▸ Work instructions
The response must reproduce exactly every line of the material below holding the word "Self".

▸ Recorded data
>>

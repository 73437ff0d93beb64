//! Server configuration
//!
//! All configuration is read from the environment exactly once at startup
//! into `Settings`, then injected explicitly into the services that need it.
//! Nothing reads ambient process state afterwards.

use thiserror::Error;

#[derive(Debug, Error)]
pub enum ConfigError {
    /// The signing secret has no safe default; refusing to start beats
    /// issuing tokens signed with a placeholder.
    #[error("JWT_SECRET must be set")]
    MissingJwtSecret,

    #[error("{name} is not valid: {value}")]
    InvalidValue { name: &'static str, value: String },
}

/// Runtime settings for the server.
#[derive(Debug, Clone)]
pub struct Settings {
    pub port: u16,
    pub database_url: String,
    pub jwt_secret: String,
    pub bcrypt_cost: u32,
}

impl Settings {
    /// Load settings from the environment. Call after `dotenv`.
    pub fn from_env() -> Result<Self, ConfigError> {
        let port = match std::env::var("PORT") {
            Ok(value) => value.parse::<u16>().map_err(|_| ConfigError::InvalidValue {
                name: "PORT",
                value,
            })?,
            Err(_) => 5000,
        };

        let database_url = std::env::var("DATABASE_URL")
            .unwrap_or_else(|_| "sqlite:shelfmark.db".to_string());

        let jwt_secret = std::env::var("JWT_SECRET")
            .ok()
            .filter(|s| !s.is_empty())
            .ok_or(ConfigError::MissingJwtSecret)?;

        let bcrypt_cost = match std::env::var("BCRYPT_COST") {
            Ok(value) => {
                let cost = value.parse::<u32>().map_err(|_| ConfigError::InvalidValue {
                    name: "BCRYPT_COST",
                    value: value.clone(),
                })?;
                // bcrypt only accepts costs in this window.
                if !(4..=31).contains(&cost) {
                    return Err(ConfigError::InvalidValue {
                        name: "BCRYPT_COST",
                        value,
                    });
                }
                cost
            }
            Err(_) => 10,
        };

        Ok(Self {
            port,
            database_url,
            jwt_secret,
            bcrypt_cost,
        })
    }
}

<<

▸ Solution to the exercise
    pub fn from_env() -> Result<Self, ConfigError> {
        Ok(Self {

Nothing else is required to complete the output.